But in the end knowing is not better. Yesterday we had our "Chemo teaching" session at the oncologist office. Basically they sit you down and list everything you're about to go through. "You're going to lose your hair" is just the beginning. By the time I left the office I was in tears because I was hunched over with brittle bones and no signs of youth or fertility anywhere. My mouth was full of sores and my chest and other cavities were covered in rashes and boils, I was either constipated or diarreah or throwing up all the time. I was lethargic and my heart was palpitating and unstable. My fingertips and toes were numb and tingling, and I couldn't sleep. Oh and I was bald. Knowing is not better. Waiting is better than knowing.
They inserted something called a "port" into my chest to save me feeling pricks every time I go in for treatments and tests. Well. . . they used the port for the first time this week and I was literally screaming in the treatment area while three technicians held my hand and pushed this searing-pain needle into my chest over and over and OVER. "I don't know why it isn't working" they'd say to each other, then they would go get someone else who would start jamming and pushing and poking all over again. Thanks for the port. . . next time I'll just take the stinking IV!

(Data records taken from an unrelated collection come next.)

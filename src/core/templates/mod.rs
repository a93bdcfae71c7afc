//! Template system for model scaffolding.
//!
//! This module resolves template sources (local directories or git
//! repositories cached under the user's home directory) and renders the
//! `.tpl` files they contain into generated sources.

pub mod engine;
pub mod source;

pub use engine::*;
pub use source::*;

Still, even though horror is horror, something in me has changed and accepted the cancer now. I'm still crying three or four times a day, and certainly every time I talk to a doctor or technician, but something has accepted it in my mind. This is my suffering, my horror, it's my turn. And even though I hate to admit it, somewhere in the back of my mind there is a tiny voice that can be discerned no matter how I try to squelch it. It both terrifies and delights me. It keeps saying "One day you will thank Me for this."
Impossible.
I'm a new mom, Roman Catholic, opera singer, 38 years old, and I have just been told I have everything it takes to be a breast cancer survivor. I just have to survive it first.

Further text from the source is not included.